I got to the station and they said "you're really early. Can't put you on an earlier train though it's the one on the platform, won't get you there in time." So I had to hang around for an hour which was fine until the guy told me the train was nearly in and moved me right into a suntrap for half an hour. Back came the headache, slept a bit on the train which did help. I missed my codeine though. Stupid girl for thinking I wouldn;'t need it. Then we got to Coventry and my half an hour between trains turned into an hour and a half as all trains in and out were cancelled for a good hour. Thankfully my wicked bad headache cleared up around that point - but only after I threw up twice. Thank god for RADAR keys, otherwise that would have been my second throwing up in public event this month (I've been really classy lately, can't ya tell?) The next hour sat in a shady spot in the station was very annoying but probably a blessing as I cooled down, pushed fluids in and lost the headache by the time we moved again.

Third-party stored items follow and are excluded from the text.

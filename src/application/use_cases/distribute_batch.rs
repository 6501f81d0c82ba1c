//! # Distribute Batch Use Case
//!
//! バッチ番号からダウンロードURLを解決して配信先に送るユースケース

use anyhow::{Context, Result};
use log::{debug, info};
use std::sync::Arc;

use crate::application::dto::reports::{DeliveryConfig, DistributionReport};
use crate::application::dto::requests::DistributionRequest;
use crate::domain::entities::recipient::PhoneRecipient;
use crate::domain::errors::BatchLookupError;
use crate::domain::repositories::messaging_repository::{MessagingRepository, OutboundMessage};
use crate::domain::repositories::storage_repository::{list_all, FileQuery, StorageRepository};
use crate::domain::services::download_url::DownloadUrlService;

/// バッチ配信ユースケース
///
/// フォルダ解決 → 公開権限付与 → URL収集 → 送信 を順に実行する
pub struct DistributeBatchUseCase<S: StorageRepository, M: MessagingRepository> {
    storage_repository: Arc<S>,
    messaging_repository: Arc<M>,
    config: DeliveryConfig,
}

impl<S: StorageRepository, M: MessagingRepository> DistributeBatchUseCase<S, M> {
    /// 新しいユースケースを作成
    pub fn new(
        storage_repository: Arc<S>,
        messaging_repository: Arc<M>,
        config: DeliveryConfig,
    ) -> Self {
        Self {
            storage_repository,
            messaging_repository,
            config,
        }
    }

    /// バッチ番号と同名のフォルダIDを解決する
    ///
    /// # Errors
    ///
    /// 一致するフォルダが無い場合は `BatchLookupError::NotFound`、
    /// 複数ある場合は `BatchLookupError::Ambiguous` を返す
    pub async fn resolve_batch_folder(&self, batch: &str) -> Result<String> {
        let query = FileQuery::FoldersNamed(batch.to_string());
        let mut folders = list_all(self.storage_repository.as_ref(), &query)
            .await
            .with_context(|| format!("Failed to look up batch {}", batch))?;

        match folders.len() {
            0 => Err(BatchLookupError::NotFound(batch.to_string()).into()),
            1 => {
                let folder = folders.remove(0);
                debug!("Resolved batch {} to folder {}", batch, folder.id);
                Ok(folder.id)
            }
            _ => Err(BatchLookupError::Ambiguous {
                name: batch.to_string(),
                ids: folders.into_iter().map(|f| f.id).collect(),
            }
            .into()),
        }
    }

    /// フォルダを誰でも閲覧可能にする
    ///
    /// 後続の処理が失敗してもロールバックしない
    pub async fn grant_public_read(&self, folder_id: &str) -> Result<()> {
        self.storage_repository
            .grant_public_read(folder_id)
            .await
            .with_context(|| format!("Failed to grant public read on {}", folder_id))?;

        info!("Granted public read on folder {}", folder_id);
        Ok(())
    }

    /// フォルダ直下の全オブジェクトのダウンロードURLを収集する
    pub async fn collect_download_urls(&self, folder_id: &str) -> Result<Vec<String>> {
        let query = FileQuery::ChildrenOf(folder_id.to_string());
        let objects = list_all(self.storage_repository.as_ref(), &query)
            .await
            .with_context(|| format!("Failed to list files in {}", folder_id))?;

        Ok(DownloadUrlService::build_all(
            &self.config.storage_host,
            &objects,
        ))
    }

    /// URLごとに1通ずつメッセージを送信する
    ///
    /// # Returns
    ///
    /// 最後に送信したメッセージのID（URLが空なら `None`）
    pub async fn deliver(
        &self,
        urls: &[String],
        recipient: &PhoneRecipient,
    ) -> Result<Option<String>> {
        let to = recipient.channel_address(&self.config.channel_prefix);
        let mut last_message_id = None;

        for url in urls {
            let message = OutboundMessage {
                from: self.config.sender_address.clone(),
                to: to.clone(),
                body: self.config.message_body.clone(),
                media_url: url.clone(),
            };

            let message_id = self
                .messaging_repository
                .send_message(&message)
                .await
                .with_context(|| format!("Failed to send {} to {}", url, recipient))?;

            debug!("Sent message {} with {}", message_id, url);
            last_message_id = Some(message_id);
        }

        Ok(last_message_id)
    }

    /// 配信要求を1件処理する
    ///
    /// # Errors
    ///
    /// フォルダ解決・ストレージ・メッセージングのいずれかが失敗した場合にエラーを返す
    pub async fn execute(&self, request: &DistributionRequest) -> Result<DistributionReport> {
        let folder_id = self.resolve_batch_folder(&request.batch).await?;
        self.grant_public_read(&folder_id).await?;
        let urls = self.collect_download_urls(&folder_id).await?;
        let last_message_id = self.deliver(&urls, &request.recipient).await?;

        Ok(DistributionReport {
            folder_id,
            urls,
            last_message_id,
        })
    }
}
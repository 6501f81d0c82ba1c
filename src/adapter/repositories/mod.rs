//! Repository Implementations
//!
//! Domain層のRepositoryトレイトの実装

pub mod drive_storage_repository;
pub mod json_credential_repository;
pub mod local_photo_repository;
pub mod twilio_messaging_repository;
//! # Application Layer
//!
//! アプリケーション固有のビジネスフロー（ユースケース）
//!
//! ## 特徴
//!
//! - Domain層のエンティティとサービスを組み合わせてビジネスフローを実現
//! - Repository traitに依存（実装には依存しない）
//! - 外部システムの詳細は知らない
//!
//! ## 構成要素
//!
//! - **dto**: Data Transfer Object
//! - **use_cases**: ユースケース

pub mod dto;
pub mod use_cases;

There was a point to my humiliating myself mentioning the puking in public thing. I've come to the conclusion that all the people who stop me and ask if I want help only do so to look good and don't expect me to want help. Because with both the times I've been ill in public people have walked past me, looked at me and gone on. I didn't need help either time and would have asked if I did - BUT I could have understood why people might stop and ask then and even would have found that easier to deal with.

It was very very much hurry up to wait and it wasn't fun travelling but over all I was glad I went. Today I am tired and I've been either in bed or six inches away from my fan all day but am off to see Mamma Mia in five minutes so I must run.